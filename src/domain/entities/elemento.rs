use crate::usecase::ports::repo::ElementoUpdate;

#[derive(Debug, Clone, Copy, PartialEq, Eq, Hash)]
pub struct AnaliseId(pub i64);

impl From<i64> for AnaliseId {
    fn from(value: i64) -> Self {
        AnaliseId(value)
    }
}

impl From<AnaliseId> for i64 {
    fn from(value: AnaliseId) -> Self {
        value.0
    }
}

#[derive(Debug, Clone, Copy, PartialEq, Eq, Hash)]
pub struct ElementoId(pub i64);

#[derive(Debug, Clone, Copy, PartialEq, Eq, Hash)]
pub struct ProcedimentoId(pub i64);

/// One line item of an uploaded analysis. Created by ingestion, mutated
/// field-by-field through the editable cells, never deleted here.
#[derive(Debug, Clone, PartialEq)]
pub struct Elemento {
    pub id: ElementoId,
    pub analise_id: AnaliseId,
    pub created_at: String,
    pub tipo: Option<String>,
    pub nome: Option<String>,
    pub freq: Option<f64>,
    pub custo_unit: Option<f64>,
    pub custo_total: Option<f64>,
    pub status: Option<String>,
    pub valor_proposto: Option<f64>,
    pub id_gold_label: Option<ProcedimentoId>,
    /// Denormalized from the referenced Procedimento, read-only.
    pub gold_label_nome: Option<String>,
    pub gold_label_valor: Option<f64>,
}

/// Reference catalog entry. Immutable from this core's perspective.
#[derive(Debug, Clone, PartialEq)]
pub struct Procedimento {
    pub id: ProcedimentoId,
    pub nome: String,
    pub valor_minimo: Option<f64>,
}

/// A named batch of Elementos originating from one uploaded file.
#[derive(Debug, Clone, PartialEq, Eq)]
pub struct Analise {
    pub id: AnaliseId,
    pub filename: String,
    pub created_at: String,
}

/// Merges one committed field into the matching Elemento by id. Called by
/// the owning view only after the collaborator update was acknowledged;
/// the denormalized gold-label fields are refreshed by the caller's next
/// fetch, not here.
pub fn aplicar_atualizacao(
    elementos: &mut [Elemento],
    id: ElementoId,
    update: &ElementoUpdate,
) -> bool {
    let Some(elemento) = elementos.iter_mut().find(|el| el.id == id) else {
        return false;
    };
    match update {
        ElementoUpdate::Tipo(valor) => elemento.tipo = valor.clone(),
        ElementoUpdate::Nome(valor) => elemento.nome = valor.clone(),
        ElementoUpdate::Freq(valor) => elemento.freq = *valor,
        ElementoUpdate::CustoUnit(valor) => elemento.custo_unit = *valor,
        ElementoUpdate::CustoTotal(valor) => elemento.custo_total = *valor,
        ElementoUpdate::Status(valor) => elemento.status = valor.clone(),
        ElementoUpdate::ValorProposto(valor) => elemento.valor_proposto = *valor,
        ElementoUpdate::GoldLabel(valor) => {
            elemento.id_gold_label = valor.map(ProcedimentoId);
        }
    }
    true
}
________
Collect every line above that contains the word "impl".

Solution to this exercise:
impl From<i64> for AnaliseId {
impl From<AnaliseId> for i64 {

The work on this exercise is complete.